**Required action:** Set down word for word the lines that begin the entries and run through the line containing "#[derive(Debug, Clone, PartialEq, Eq, Serialize, Deserialize)]". Give nothing further.

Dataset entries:
= = = = =

//! JSON snapshot document written at the end of a run.

use std::io::Write;
use std::path::Path;

use anyhow::{Context, Result};
use chrono::{DateTime, SecondsFormat, Utc};
use serde::{Deserialize, Serialize};
use tracing::info;

use crate::post::PostRecord;

/// The persisted result of one run.
#[derive(Debug, Clone, PartialEq, Eq, Serialize, Deserialize)]
#[serde(rename_all = "camelCase")]
pub struct Snapshot {
    /// Completion time, ISO-8601 UTC.
    pub scraped_at: String,
    /// Profile handle, or the search sentinel.
    pub target: String,
    pub query: Option<String>,
    pub regex: bool,
    pub exact: bool,
    pub count: usize,
    pub posts: Vec<PostRecord>,
}

impl Snapshot {
    #[must_use]
    pub fn new(
        scraped_at: DateTime<Utc>,
        target: impl Into<String>,
        query: Option<String>,
        regex: bool,
        exact: bool,
        posts: Vec<PostRecord>,
    ) -> Self {
        Self {
            scraped_at: scraped_at.to_rfc3339_opts(SecondsFormat::Millis, true),
            target: target.into(),
            query,
            regex,
            exact,
            count: posts.len(),
            posts,
        }
    }

    /// Serialize as pretty-printed JSON.
    ///
    /// # Errors
    ///
    /// Returns an error if serialization fails.
    pub fn to_json(&self) -> Result<String> {
        serde_json::to_string_pretty(self).context("Failed to serialize snapshot")
    }

    /// Write the snapshot to `path` atomically.
    ///
    /// The document goes to a temporary file in the destination directory and
    /// is renamed into place, so a failed write never leaves a partial file.
    ///
    /// # Errors
    ///
    /// Returns an error if the directory is not writable or the rename fails.
    pub async fn write_to(&self, path: &Path) -> Result<()> {
        let json = self.to_json()?;
        let dest = path.to_path_buf();

        tokio::task::spawn_blocking(move || write_atomic(&dest, json.as_bytes()))
            .await
            .context("Snapshot writer task panicked")??;

        info!(path = %path.display(), count = self.count, "Snapshot written");
        Ok(())
    }
}

fn write_atomic(path: &Path, contents: &[u8]) -> Result<()> {
    let dir = match path.parent() {
        Some(parent) if !parent.as_os_str().is_empty() => parent,
        _ => Path::new("."),
    };

    let mut tmp = tempfile::NamedTempFile::new_in(dir)
        .with_context(|| format!("Failed to create temporary file in {}", dir.display()))?;
    tmp.write_all(contents)
        .context("Failed to write snapshot contents")?;
    tmp.flush().context("Failed to flush snapshot")?;
    set_snapshot_permissions(tmp.as_file(), path)?;
    tmp.persist(path)
        .with_context(|| format!("Failed to move snapshot into {}", path.display()))?;
    Ok(())
}

/// Temp files are created owner-only. Give the snapshot the mode of the file
/// it replaces, or 0644 for a new one.
#[cfg(unix)]
fn set_snapshot_permissions(file: &std::fs::File, path: &Path) -> Result<()> {
    use std::os::unix::fs::PermissionsExt;

    let mode = std::fs::metadata(path).map_or(0o644, |meta| meta.permissions().mode() & 0o777);
    file.set_permissions(std::fs::Permissions::from_mode(mode))
        .context("Failed to set snapshot permissions")
}

#[cfg(not(unix))]
fn set_snapshot_permissions(_file: &std::fs::File, _path: &Path) -> Result<()> {
    Ok(())
}
//! Integration tests for navigation retries and the parsed-document fallback.

use std::sync::Mutex;
use std::time::Duration;

use async_trait::async_trait;
use timeline_harvester::collector::{CollectionLimits, Collector, StopReason};
use timeline_harvester::navigator::{NavigationOutcome, NavigationPolicy, Navigator};
use timeline_harvester::renderer::{Container, Renderer, RendererError, WaitStrategy};

/// Scripted renderer that records every load it is asked to do.
#[derive(Default)]
struct FlakyRenderer {
    idle_fails: bool,
    fallback_fails: bool,
    has_posts: bool,
    loads: Mutex<Vec<WaitStrategy>>,
}

impl FlakyRenderer {
    fn loads(&self) -> Vec<WaitStrategy> {
        self.loads.lock().unwrap().clone()
    }
}

#[async_trait]
impl Renderer for FlakyRenderer {
    async fn load_url(
        &self,
        url: &str,
        timeout: Duration,
        strategy: WaitStrategy,
    ) -> Result<(), RendererError> {
        self.loads.lock().unwrap().push(strategy);
        let fails = match strategy {
            WaitStrategy::NetworkIdle => self.idle_fails,
            WaitStrategy::DomContentLoaded => self.fallback_fails,
        };
        if fails {
            Err(RendererError::Timeout {
                what: format!("loading {url}"),
                after: timeout,
            })
        } else {
            Ok(())
        }
    }

    async fn wait_for_selector(
        &self,
        selector: &str,
        timeout: Duration,
    ) -> Result<(), RendererError> {
        if self.has_posts {
            Ok(())
        } else {
            Err(RendererError::Timeout {
                what: format!("waiting for `{selector}`"),
                after: timeout,
            })
        }
    }

    async fn query_all(&self, selector: &str) -> Result<Vec<Box<dyn Container>>, RendererError> {
        Err(RendererError::Query {
            selector: selector.to_string(),
            message: "page crashed".to_string(),
        })
    }

    async fn execute_script(&self, _script: &str) -> Result<(), RendererError> {
        Err(RendererError::Script("page crashed".to_string()))
    }

    async fn close(&self) -> Result<(), RendererError> {
        Ok(())
    }
}

fn policy(max_attempts: u32) -> NavigationPolicy {
    NavigationPolicy {
        timeout: Duration::from_millis(50),
        max_attempts,
        backoff_step: Duration::ZERO,
        selector_timeout: Duration::from_millis(10),
    }
}

#[tokio::test]
async fn test_fallback_succeeds_on_first_attempt() {
    let renderer = FlakyRenderer {
        idle_fails: true,
        has_posts: true,
        ..FlakyRenderer::default()
    };
    let navigator = Navigator::new(&renderer, policy(3));

    assert!(navigator.navigate("https://x.com/someone").await);
    assert_eq!(
        renderer.loads(),
        vec![WaitStrategy::NetworkIdle, WaitStrategy::DomContentLoaded]
    );
}

#[tokio::test]
async fn test_fallback_without_posts_fails() {
    let renderer = FlakyRenderer {
        idle_fails: true,
        ..FlakyRenderer::default()
    };
    let outcome = Navigator::new(&renderer, policy(1))
        .attempt("https://x.com/someone")
        .await;

    assert!(matches!(outcome, NavigationOutcome::Failed(_)));
}

#[tokio::test]
async fn test_gives_up_after_max_attempts() {
    let renderer = FlakyRenderer {
        idle_fails: true,
        fallback_fails: true,
        ..FlakyRenderer::default()
    };
    let navigator = Navigator::new(&renderer, policy(3));

    assert!(!navigator.navigate("https://x.com/someone").await);
    // Two load strategies per attempt.
    assert_eq!(renderer.loads().len(), 6);
}

#[tokio::test]
async fn test_idle_load_skips_fallback() {
    let renderer = FlakyRenderer::default();
    let outcome = Navigator::new(&renderer, policy(3))
        .attempt("https://x.com/someone")
        .await;

    assert_eq!(outcome, NavigationOutcome::Idle);
    assert_eq!(renderer.loads(), vec![WaitStrategy::NetworkIdle]);
}

#[tokio::test]
async fn test_collection_survives_query_failures() {
    let renderer = FlakyRenderer::default();
    let limits = CollectionLimits {
        scroll_pause: Duration::ZERO,
        ..CollectionLimits::default()
    };
    let report = Collector::new(&renderer, limits).run().await;

    assert_eq!(report.stop_reason, StopReason::Idle);
    assert!(report.posts.is_empty());
}
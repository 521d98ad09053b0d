//! Shared constants used across the application.

/// User agent string used for the browser session.
///
/// This is a realistic desktop browser user agent so the timeline renders the
/// same markup a normal visitor gets.
pub const HARVEST_USER_AGENT: &str =
    "Mozilla/5.0 (Windows NT 10.0; Win64; x64) AppleWebKit/537.36 (KHTML, like Gecko) Chrome/120.0.0.0 Safari/537.36";

/// Origin every relative permalink is resolved against.
pub const SITE_ORIGIN: &str = "https://x.com";

/// Sentinel written to the `target` field of a search-mode snapshot.
pub const SEARCH_TARGET_SENTINEL: &str = "site-search";

/// Selector for one rendered post in the feed.
pub const POST_CONTAINER_SELECTOR: &str = "article";

/// Path marker that identifies a post permalink.
pub const POST_ID_MARKER: &str = "/status/";

/// Scroll command issued between collection cycles.
pub const SCROLL_SCRIPT: &str = "window.scrollBy(0, document.body.scrollHeight)";

/// Consecutive non-growing cycles after which the feed is considered exhausted.
pub const IDLE_ROUND_LIMIT: usize = 5;
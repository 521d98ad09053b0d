//! The scroll-and-collect loop.
//!
//! Each cycle queries the rendered post containers, extracts them, merges the
//! records into the id-keyed set, and scrolls. The same post is usually seen
//! on several consecutive cycles; the set absorbs that. A scroll that yields
//! nothing new is tolerated up to [`IDLE_ROUND_LIMIT`] times in a row, since
//! the page loads lazily and may need a few rounds before more content shows.

use std::fmt;
use std::time::Duration;

use tracing::{debug, info, warn};

use crate::constants::{IDLE_ROUND_LIMIT, POST_CONTAINER_SELECTOR, SCROLL_SCRIPT};
use crate::extractor;
use crate::post::PostSet;
use crate::renderer::Renderer;

/// Budgets for one collection run.
#[derive(Debug, Clone)]
pub struct CollectionLimits {
    /// Stop once this many unique posts are collected.
    pub max_posts: usize,
    /// Stop after this many scroll commands.
    pub max_scrolls: usize,
    /// Stop after this many consecutive cycles without a new post.
    pub idle_rounds: usize,
    /// Pause after each scroll for new content to render.
    pub scroll_pause: Duration,
}

impl Default for CollectionLimits {
    fn default() -> Self {
        Self {
            max_posts: 500,
            max_scrolls: 60,
            idle_rounds: IDLE_ROUND_LIMIT,
            scroll_pause: Duration::from_secs(1),
        }
    }
}

/// Why the loop ended.
#[derive(Debug, Clone, Copy, PartialEq, Eq)]
pub enum StopReason {
    TargetReached,
    ScrollBudgetExhausted,
    Idle,
}

impl fmt::Display for StopReason {
    fn fmt(&self, f: &mut fmt::Formatter<'_>) -> fmt::Result {
        f.write_str(match self {
            Self::TargetReached => "target reached",
            Self::ScrollBudgetExhausted => "scroll budget exhausted",
            Self::Idle => "no new posts",
        })
    }
}

/// What a collection run produced.
#[derive(Debug)]
pub struct CollectionReport {
    pub posts: PostSet,
    /// Query/extract/merge cycles run.
    pub cycles: usize,
    /// Scroll commands issued.
    pub scrolls: usize,
    pub stop_reason: StopReason,
}

/// Drives the collection cycles against a loaded page.
pub struct Collector<'a> {
    renderer: &'a dyn Renderer,
    limits: CollectionLimits,
}

impl<'a> Collector<'a> {
    #[must_use]
    pub fn new(renderer: &'a dyn Renderer, limits: CollectionLimits) -> Self {
        Self { renderer, limits }
    }

    fn stop_reason(&self, collected: usize, scrolls: usize, idle: usize) -> Option<StopReason> {
        if collected >= self.limits.max_posts {
            Some(StopReason::TargetReached)
        } else if scrolls >= self.limits.max_scrolls {
            Some(StopReason::ScrollBudgetExhausted)
        } else if idle >= self.limits.idle_rounds {
            Some(StopReason::Idle)
        } else {
            None
        }
    }

    /// Run cycles until a budget or convergence condition is met.
    pub async fn run(&self) -> CollectionReport {
        let mut posts = PostSet::new();
        let mut last_count = 0usize;
        let mut idle = 0usize;
        let mut scrolls = 0usize;
        let mut cycles = 0usize;

        let stop_reason = loop {
            if let Some(reason) = self.stop_reason(posts.len(), scrolls, idle) {
                break reason;
            }

            let containers = match self.renderer.query_all(POST_CONTAINER_SELECTOR).await {
                Ok(containers) => containers,
                Err(e) => {
                    warn!(error = %e, "Failed to query post containers; treating as empty");
                    Vec::new()
                }
            };

            let batch = extractor::extract(&containers).await;
            let added = posts.merge(batch);
            cycles += 1;

            let current = posts.len();
            info!(
                cycle = scrolls,
                articles = containers.len(),
                new = added,
                unique = current,
                "Collection cycle"
            );

            if current == last_count {
                idle += 1;
                debug!(idle, limit = self.limits.idle_rounds, "No new posts this cycle");
            } else {
                idle = 0;
                last_count = current;
            }

            if current >= self.limits.max_posts {
                break StopReason::TargetReached;
            }

            if let Err(e) = self.renderer.execute_script(SCROLL_SCRIPT).await {
                warn!(error = %e, "Scroll command failed");
            }
            tokio::time::sleep(self.limits.scroll_pause).await;
            scrolls += 1;
        };

        info!(
            %stop_reason,
            cycles,
            scrolls,
            unique = posts.len(),
            "Collection finished"
        );

        CollectionReport {
            posts,
            cycles,
            scrolls,
            stop_reason,
        }
    }
}

#[cfg(test)]
mod tests {
    use super::*;
    use crate::renderer::SnapshotRenderer;

    fn article(id: u32) -> String {
        format!(
            r#"<article><a href="/someone/status/{id}">t</a><div lang="en">post {id}</div></article>"#
        )
    }

    fn page(ids: std::ops::Range<u32>) -> String {
        let body: String = ids.map(article).collect();
        format!("<html><body>{body}</body></html>")
    }

    fn limits(max_posts: usize, max_scrolls: usize) -> CollectionLimits {
        CollectionLimits {
            max_posts,
            max_scrolls,
            scroll_pause: Duration::ZERO,
            ..CollectionLimits::default()
        }
    }

    #[tokio::test]
    async fn test_stops_when_target_reached_without_scrolling() {
        let renderer = SnapshotRenderer::from_html(page(0..10));
        let report = Collector::new(&renderer, limits(5, 60)).run().await;

        assert_eq!(report.stop_reason, StopReason::TargetReached);
        assert_eq!(report.posts.len(), 10);
        assert_eq!(report.cycles, 1);
        assert_eq!(report.scrolls, 0);
    }

    #[tokio::test]
    async fn test_stops_on_scroll_budget() {
        let frames = (1..=10).map(|n| page(0..n * 2)).collect();
        let renderer = SnapshotRenderer::from_frames(frames);
        let report = Collector::new(&renderer, limits(500, 3)).run().await;

        assert_eq!(report.stop_reason, StopReason::ScrollBudgetExhausted);
        assert_eq!(report.scrolls, 3);
        assert_eq!(report.cycles, 3);
        assert_eq!(report.posts.len(), 6);
    }

    #[tokio::test]
    async fn test_growth_resets_idle_count() {
        // One post, four stalled frames, then a second post that never grows.
        let mut frames = vec![page(0..1); 5];
        frames.push(page(0..2));
        let renderer = SnapshotRenderer::from_frames(frames);
        let report = Collector::new(&renderer, limits(500, 60)).run().await;

        assert_eq!(report.stop_reason, StopReason::Idle);
        assert_eq!(report.posts.len(), 2);
        // Cycle 6 grows after 4 idle cycles; 5 more idle cycles follow.
        assert_eq!(report.cycles, 6 + IDLE_ROUND_LIMIT);
    }

    #[tokio::test]
    async fn test_empty_page_goes_idle() {
        let renderer = SnapshotRenderer::from_html("<html><body></body></html>");
        let report = Collector::new(&renderer, limits(500, 60)).run().await;

        assert_eq!(report.stop_reason, StopReason::Idle);
        assert_eq!(report.cycles, IDLE_ROUND_LIMIT);
        assert!(report.posts.is_empty());
    }
}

= = = = =

**Result of this task:**
//! JSON snapshot document written at the end of a run.

use std::io::Write;
use std::path::Path;

use anyhow::{Context, Result};
use chrono::{DateTime, SecondsFormat, Utc};
use serde::{Deserialize, Serialize};
use tracing::info;

use crate::post::PostRecord;

/// The persisted result of one run.
#[derive(Debug, Clone, PartialEq, Eq, Serialize, Deserialize)]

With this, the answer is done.